TASK. Retype exactly the lines from the one that contains "#[cfg(test)]" through the final line of the material below, and add nothing else.

DATA EXTRACT.

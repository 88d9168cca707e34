use axum::{Json, extract::State};
use serde::Serialize;

use cr_common::profile::questions::{MbtiQuestion, MiQuestion};

use crate::SharedState;

#[derive(Debug, Serialize)]
pub struct MbtiQuestions {
    pub mbti_questions: Vec<MbtiQuestion>,
}

#[derive(Debug, Serialize)]
pub struct MiQuestions {
    pub mi_questions: Vec<MiQuestion>,
}

pub async fn mbti(State(state): State<SharedState>) -> Json<MbtiQuestions> {
    Json(MbtiQuestions {
        mbti_questions: state.questions.mbti().to_vec(),
    })
}

pub async fn multiple_intelligence(State(state): State<SharedState>) -> Json<MiQuestions> {
    Json(MiQuestions {
        mi_questions: state.questions.mi().to_vec(),
    })
}

#[cfg(test)]
mod tests {
    use std::collections::HashSet;

    use cr_common::profile::{Dimension, Intelligence};

    use super::*;
    use crate::test_state;

    #[tokio::test]
    async fn mbti_questions_cover_every_axis() {
        let Json(body) = mbti(State(test_state())).await;

        let axes: HashSet<Dimension> = body.mbti_questions.iter().map(|q| q.dimension).collect();
        assert_eq!(axes.len(), Dimension::ALL.len());
        assert!(body.mbti_questions.iter().all(|q| q.options.len() == 2));
    }

    #[tokio::test]
    async fn mi_questions_cover_every_intelligence() {
        let Json(body) = multiple_intelligence(State(test_state())).await;

        let kinds: HashSet<Intelligence> =
            body.mi_questions.iter().map(|q| q.intelligence_type).collect();
        assert_eq!(kinds.len(), Intelligence::ALL.len());
    }
}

TASK RESPONSE.
#[cfg(test)]
mod tests {
    use std::collections::HashSet;

    use cr_common::profile::{Dimension, Intelligence};

    use super::*;
    use crate::test_state;

    #[tokio::test]
    async fn mbti_questions_cover_every_axis() {
        let Json(body) = mbti(State(test_state())).await;

        let axes: HashSet<Dimension> = body.mbti_questions.iter().map(|q| q.dimension).collect();
        assert_eq!(axes.len(), Dimension::ALL.len());
        assert!(body.mbti_questions.iter().all(|q| q.options.len() == 2));
    }

    #[tokio::test]
    async fn mi_questions_cover_every_intelligence() {
        let Json(body) = multiple_intelligence(State(test_state())).await;

        let kinds: HashSet<Intelligence> =
            body.mi_questions.iter().map(|q| q.intelligence_type).collect();
        assert_eq!(kinds.len(), Intelligence::ALL.len());
    }
}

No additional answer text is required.